¿Mañana o tarde? La duda aparece cuando intentas encajar el ejercicio en un día lleno. Un análisis con datos de pulseras Fitbit sugiere que madrugar podría aportar un extra, sobre todo si te mueves de forma habitual entre las 7.00 y las 8.00 de la mañana.
Conviene decirlo claro desde el principio. El estudio no demuestra causa y efecto y se ha presentado en la reunión anual del American College of Cardiology, así que habla de asociaciones en miles de personas. Aun así, ofrece una pista práctica para quienes pueden elegir horario y quieren cuidar su salud cardiometabólica.
La franja que destaca
En comparación con quienes solían entrenar más tarde, las personas que hacían ejercicio con regularidad por la mañana tenían menos probabilidad de presentar varios problemas muy comunes. Hablamos de un 31% menos de enfermedad coronaria, un 18% menos de hipertensión, un 21% menos de hiperlipidemia, un 30% menos de diabetes tipo 2 y un 35% menos de obesidad.
La ventana que sale mejor parada es bastante concreta. La actividad entre las 7.00 y las 8.00 se asoció con las menores probabilidades de enfermedad coronaria.
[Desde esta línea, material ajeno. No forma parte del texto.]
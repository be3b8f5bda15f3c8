//! In-memory stores for tests and offline runs.
//!
//! Both stores are [`Clone`] handles over shared state, so a test can keep a handle for
//! inspection and failure injection while the benchmark owns a boxed copy. A
//! [`SimulatedProcessor`] attached to the [`InMemoryArtifactStore`] stands in for the downstream
//! pipeline: every accepted upload produces a completion record after a fixed delay.

use std::collections::{BTreeMap, HashMap};
use std::sync::atomic::{AtomicUsize, Ordering};
use std::sync::{Arc, Mutex};
use std::time::Duration;

use bytes::Bytes;

use crate::common::{
    ArtifactStore, CompletionRecord, CompletionStore, MAX_BATCH_DELETE, StoreError, StoreResult,
};
use crate::key::ArtifactKey;

#[derive(Debug, Default)]
struct ArtifactState {
    objects: HashMap<String, (String, Bytes)>,
    fail_uploads: bool,
}

/// An [`ArtifactStore`] that keeps uploads in a `HashMap`.
#[derive(Debug, Clone, Default)]
pub struct InMemoryArtifactStore {
    state: Arc<Mutex<ArtifactState>>,
    upload_delay: Duration,
    processor: Option<SimulatedProcessor>,
}

impl InMemoryArtifactStore {
    /// Creates an empty store without a processor attached.
    pub fn new() -> Self {
        Self::default()
    }

    /// Delays every upload by `delay` before it is accepted.
    pub fn with_upload_delay(mut self, delay: Duration) -> Self {
        self.upload_delay = delay;
        self
    }

    /// Hands every accepted upload to `processor`.
    pub fn with_processor(mut self, processor: SimulatedProcessor) -> Self {
        self.processor = Some(processor);
        self
    }

    /// Makes all subsequent uploads fail (or succeed again).
    pub fn fail_uploads(&self, fail: bool) {
        self.state.lock().unwrap().fail_uploads = fail;
    }

    /// Returns the stored body and content type for `key`, if present.
    pub fn get_stored(&self, key: &str) -> Option<(String, Bytes)> {
        self.state.lock().unwrap().objects.get(key).cloned()
    }

    /// Returns the keys of all stored objects.
    pub fn keys(&self) -> Vec<String> {
        self.state.lock().unwrap().objects.keys().cloned().collect()
    }

    /// Returns the number of stored objects.
    pub fn len(&self) -> usize {
        self.state.lock().unwrap().objects.len()
    }

    /// Returns `true` if nothing has been uploaded.
    pub fn is_empty(&self) -> bool {
        self.len() == 0
    }
}

#[async_trait::async_trait]
impl ArtifactStore for InMemoryArtifactStore {
    fn name(&self) -> &'static str {
        "memory"
    }

    async fn put(&self, key: &str, body: Bytes, content_type: &str) -> StoreResult<()> {
        if !self.upload_delay.is_zero() {
            tokio::time::sleep(self.upload_delay).await;
        }

        {
            let mut state = self.state.lock().unwrap();
            if state.fail_uploads {
                return Err(StoreError::Upload {
                    context: format!("memory://{key}"),
                    cause: "upload rejected".into(),
                });
            }
            state
                .objects
                .insert(key.to_owned(), (content_type.to_owned(), body));
        }

        if let Some(processor) = &self.processor {
            processor.accept(key);
        }

        Ok(())
    }
}

#[derive(Debug, Default)]
struct CompletionState {
    records: BTreeMap<String, CompletionRecord>,
    failing_lookups: usize,
    fail_scans: bool,
    fail_deletes: bool,
    lookups: usize,
    delete_batches: Vec<usize>,
}

/// A [`CompletionStore`] that keeps records in an ordered map.
#[derive(Debug, Clone, Default)]
pub struct InMemoryCompletionStore {
    state: Arc<Mutex<CompletionState>>,
    lookup_delay: Duration,
}

impl InMemoryCompletionStore {
    /// Creates an empty store.
    pub fn new() -> Self {
        Self::default()
    }

    /// Delays every lookup by `delay`. The record is read once the delay has passed.
    pub fn with_lookup_delay(mut self, delay: Duration) -> Self {
        self.lookup_delay = delay;
        self
    }

    /// Stores or replaces a record.
    pub fn insert(&self, record: CompletionRecord) {
        self.state
            .lock()
            .unwrap()
            .records
            .insert(record.id.clone(), record);
    }

    /// Returns `true` if a record exists for `id`.
    pub fn contains(&self, id: &str) -> bool {
        self.state.lock().unwrap().records.contains_key(id)
    }

    /// Returns the number of stored records.
    pub fn len(&self) -> usize {
        self.state.lock().unwrap().records.len()
    }

    /// Returns `true` if no records are stored.
    pub fn is_empty(&self) -> bool {
        self.len() == 0
    }

    /// Makes the next `count` lookups fail with a transport error.
    pub fn fail_next_lookups(&self, count: usize) {
        self.state.lock().unwrap().failing_lookups = count;
    }

    /// Makes enumeration of stored ids fail (or succeed again).
    pub fn fail_scans(&self, fail: bool) {
        self.state.lock().unwrap().fail_scans = fail;
    }

    /// Makes batch deletes fail (or succeed again).
    pub fn fail_deletes(&self, fail: bool) {
        self.state.lock().unwrap().fail_deletes = fail;
    }

    /// Returns the number of lookups served so far, failed ones included.
    pub fn lookup_count(&self) -> usize {
        self.state.lock().unwrap().lookups
    }

    /// Returns the size of every batch delete issued so far, in call order.
    pub fn delete_batches(&self) -> Vec<usize> {
        self.state.lock().unwrap().delete_batches.clone()
    }
}

#[async_trait::async_trait]
impl CompletionStore for InMemoryCompletionStore {
    fn name(&self) -> &'static str {
        "memory"
    }

    async fn get(&self, id: &str) -> StoreResult<Option<CompletionRecord>> {
        if !self.lookup_delay.is_zero() {
            tokio::time::sleep(self.lookup_delay).await;
        }

        let mut state = self.state.lock().unwrap();
        state.lookups += 1;

        if state.failing_lookups > 0 {
            state.failing_lookups -= 1;
            return Err(StoreError::Lookup {
                context: format!("memory[{id}]"),
                cause: "lookup rejected".into(),
            });
        }

        Ok(state.records.get(id).cloned())
    }

    async fn list_ids(&self) -> StoreResult<Vec<String>> {
        let state = self.state.lock().unwrap();
        if state.fail_scans {
            return Err(StoreError::Scan {
                context: "memory".to_owned(),
                cause: "scan rejected".into(),
            });
        }
        Ok(state.records.keys().cloned().collect())
    }

    async fn batch_delete(&self, ids: &[String]) -> StoreResult<()> {
        if ids.len() > MAX_BATCH_DELETE {
            return Err(StoreError::BatchTooLarge { len: ids.len() });
        }

        let mut state = self.state.lock().unwrap();
        if state.fail_deletes {
            return Err(StoreError::Delete {
                context: "memory".to_owned(),
                cause: "delete rejected".into(),
            });
        }

        state.delete_batches.push(ids.len());
        for id in ids {
            state.records.remove(id);
        }
        Ok(())
    }
}

/// Stand-in for the downstream processor.
///
/// For every accepted artifact key, writes a completion record into the attached
/// [`InMemoryCompletionStore`] once `delay` has passed. The reported processing time equals the
/// delay. Keys that do not carry a trial id are ignored.
#[derive(Debug, Clone)]
pub struct SimulatedProcessor {
    completions: InMemoryCompletionStore,
    delay: Duration,
    report_processing_time: bool,
    drop_every: Option<usize>,
    accepted: Arc<AtomicUsize>,
}

impl SimulatedProcessor {
    /// Creates a processor that completes every artifact after `delay`.
    pub fn new(completions: InMemoryCompletionStore, delay: Duration) -> Self {
        Self {
            completions,
            delay,
            report_processing_time: true,
            drop_every: None,
            accepted: Arc::new(AtomicUsize::new(0)),
        }
    }

    /// Omits `processing_time_ms` from the written records.
    pub fn without_processing_time(mut self) -> Self {
        self.report_processing_time = false;
        self
    }

    /// Silently drops every `nth` artifact, so no completion record is ever written for it.
    pub fn drop_every(mut self, nth: usize) -> Self {
        self.drop_every = Some(nth.max(1));
        self
    }

    fn accept(&self, key: &str) {
        let Some(id) = ArtifactKey::trial_id(key) else {
            tracing::warn!(key, "simulated processor cannot extract a trial id");
            return;
        };

        let sequence = self.accepted.fetch_add(1, Ordering::Relaxed) + 1;
        if self.drop_every.is_some_and(|nth| sequence % nth == 0) {
            tracing::debug!(id, "simulated processor dropping artifact");
            return;
        }

        let mut record = CompletionRecord::new(id);
        record.status = Some("completed".to_owned());
        if self.report_processing_time {
            record = record.with_processing_time(self.delay.as_secs_f64() * 1000.0);
        }

        let completions = self.completions.clone();
        let delay = self.delay;
        tokio::spawn(async move {
            tokio::time::sleep(delay).await;
            completions.insert(record);
        });
    }
}

#[cfg(test)]
mod tests {
    use super::*;

    #[tokio::test]
    async fn clear_all_chunks_batches() {
        let store = InMemoryCompletionStore::new();
        for i in 0..57 {
            store.insert(CompletionRecord::new(format!("id{i:02}")));
        }

        let deleted = store.clear_all().await.unwrap();

        assert_eq!(deleted, 57);
        assert_eq!(store.delete_batches(), vec![25, 25, 7]);
        assert!(store.is_empty());
    }

    #[tokio::test]
    async fn clear_all_on_empty_store_issues_no_batches() {
        let store = InMemoryCompletionStore::new();
        assert_eq!(store.clear_all().await.unwrap(), 0);
        assert!(store.delete_batches().is_empty());
    }

    #[tokio::test]
    async fn rejects_oversized_batches() {
        let store = InMemoryCompletionStore::new();
        let ids: Vec<_> = (0..26).map(|i| i.to_string()).collect();

        let result = store.batch_delete(&ids).await;
        assert!(matches!(result, Err(StoreError::BatchTooLarge { len: 26 })));
    }

    #[tokio::test]
    async fn absent_record_is_not_an_error() {
        let store = InMemoryCompletionStore::new();
        assert_eq!(store.get("missing").await.unwrap(), None);
    }

    #[tokio::test]
    async fn injected_lookup_failures_are_transient() {
        let store = InMemoryCompletionStore::new();
        store.insert(CompletionRecord::new("abc"));
        store.fail_next_lookups(2);

        assert!(store.get("abc").await.is_err());
        assert!(store.get("abc").await.is_err());
        assert!(store.get("abc").await.unwrap().is_some());
        assert_eq!(store.lookup_count(), 3);
    }

    #[tokio::test(start_paused = true)]
    async fn processor_completes_uploads_after_delay() {
        let completions = InMemoryCompletionStore::new();
        let processor = SimulatedProcessor::new(completions.clone(), Duration::from_millis(300));
        let artifacts = InMemoryArtifactStore::new().with_processor(processor);

        let key = ArtifactKey::new("abcd1234", 1);
        artifacts
            .put(key.as_str(), Bytes::from_static(b"{}"), "application/json")
            .await
            .unwrap();

        assert!(!completions.contains("abcd1234"));
        tokio::time::sleep(Duration::from_millis(301)).await;

        let record = completions.get("abcd1234").await.unwrap().unwrap();
        assert_eq!(record.processing_time_ms, Some(300.0));
        assert_eq!(record.status.as_deref(), Some("completed"));
    }

    #[tokio::test(start_paused = true)]
    async fn processor_drops_every_nth_artifact() {
        let completions = InMemoryCompletionStore::new();
        let processor =
            SimulatedProcessor::new(completions.clone(), Duration::from_millis(10)).drop_every(2);
        let artifacts = InMemoryArtifactStore::new().with_processor(processor);

        for id in ["aaaa0001", "aaaa0002", "aaaa0003", "aaaa0004"] {
            let key = ArtifactKey::new(id, 7);
            artifacts.put(key.as_str(), Bytes::new(), "text/plain").await.unwrap();
        }
        tokio::time::sleep(Duration::from_millis(20)).await;

        assert_eq!(artifacts.len(), 4);
        assert!(completions.contains("aaaa0001"));
        assert!(!completions.contains("aaaa0002"));
        assert!(completions.contains("aaaa0003"));
        assert!(!completions.contains("aaaa0004"));
    }

    #[tokio::test(start_paused = true)]
    async fn lookup_delay_reads_state_after_sleeping() {
        let store = InMemoryCompletionStore::new().with_lookup_delay(Duration::from_millis(500));
        let lookup = store.get("late");

        let writer = async {
            tokio::time::sleep(Duration::from_millis(100)).await;
            store.insert(CompletionRecord::new("late"));
        };
        let (found, ()) = tokio::join!(lookup, writer);

        assert!(found.unwrap().is_some());
        assert_eq!(store.lookup_count(), 1);
    }

    #[tokio::test]
    async fn failed_upload_is_not_stored() {
        let artifacts = InMemoryArtifactStore::new();
        artifacts.fail_uploads(true);

        let result = artifacts.put("logs/x.json", Bytes::new(), "text/plain").await;

        assert!(matches!(result, Err(StoreError::Upload { .. })));
        assert!(artifacts.is_empty());
    }
}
El autor principal lo resume así en un comunicado, «cualquier ejercicio es mejor que ninguno».
Qué midieron y con quién
Los investigadores usaron datos de 14.489 participantes del programa All of Us y sus historiales de salud. Además analizaron la frecuencia cardíaca registrada minuto a minuto por dispositivos Fitbit durante un año.
Aquí hay un detalle importante porque cambia la lectura del estudio. No miraron solo si alguien iba al gimnasio o corría, sino la respuesta del cuerpo. Definieron el ejercicio como periodos de frecuencia cardíaca elevada durante al menos 15 minutos seguidos y revisaron el patrón en intervalos de 15 minutos.
Diabetes y colesterol en números
Si lo que te preocupa es la diabetes o el colesterol, los resultados van directos al grano. El ejercicio matutino se asoció con un 30% menos de probabilidad de tener diabetes tipo 2 y con un 21% menos de probabilidad de hiperlipidemia. Esta etiqueta incluye valores altos de colesterol LDL o de triglicéridos.
Lo interesante es que estas asociaciones se mantuvieron incluso teniendo en cuenta cuánto ejercicio hacía cada persona en total. Es decir, no es solo que el grupo de la mañana se moviera más, sino que el momento del día pareció aportar información adicional. Por eso el debate del horario vuelve a la mesa.
Por qué el horario podría importar
¿Significa esto que entrenar por la tarde deja de servir? En absoluto. Pero el reloj interno del cuerpo existe, y los investigadores plantean que factores biológicos como hormonas, sueño o genética podrían influir en cómo encaja el ejercicio en nuestra fisiología diaria.
También puede haber una explicación más de hábitos. Hacer ejercicio temprano podría facilitar más energía el resto del día y elecciones más saludables con la comida, o simplemente ir ligado a rutinas más estables. El estudio no puede separar del todo estas piezas, y por eso hace falta más investigación.
Además, este no es el primer trabajo que mira la hora del movimiento. Un estudio con datos del UK Biobank observó que la actividad física con pico en la mañana se asociaba con menor riesgo de enfermedad cardiovascular. Otros estudios, en cambio, encuentran matices según la población y el resultado que se mida, así que no hay una única «hora mágica».
Lo que sí puedes aplicar desde hoy
Más allá del horario, lo que realmente cambia la salud es acumular actividad semana tras semana. En España, el Ministerio de Sanidad recomienda entre 150 y 300 minutos semanales de actividad aeróbica moderada, o entre 75 y 150 minutos vigorosa, además de trabajo de fuerza al menos dos días. La OMS coincide con ese rango general.
Si tienes margen para elegir, probar a mover parte del ejercicio a primera hora puede ser una estrategia razonable, sin obsesionarse con el cronómetro. Vale con caminar ligero, pedalear o hacer una rutina corta antes de que empiece el día. Y si madrugar te roba sueño de forma crónica, quizá tu mejor hora sea otra.
Salud y clima en el mismo trayecto
En la práctica, mucha gente suma actividad sin llamarlo así, cuando se desplaza. Cambiar trayectos cortos del coche a caminar o ir en bici añade minutos activos y reduce humo y ruido, algo que se agradece en ciudades con tráfico. Y eso se nota.
La Agencia Europea de Medio Ambiente recuerda que el transporte es responsable de alrededor de una cuarta parte de las emisiones totales de gases de efecto invernadero de la UE. Si el hábito de moverse empieza por la mañana, a veces también empieza por el camino al trabajo.
La nota de prensa del American College of Cardiology sobre este trabajo se ha publicado en ACC.org.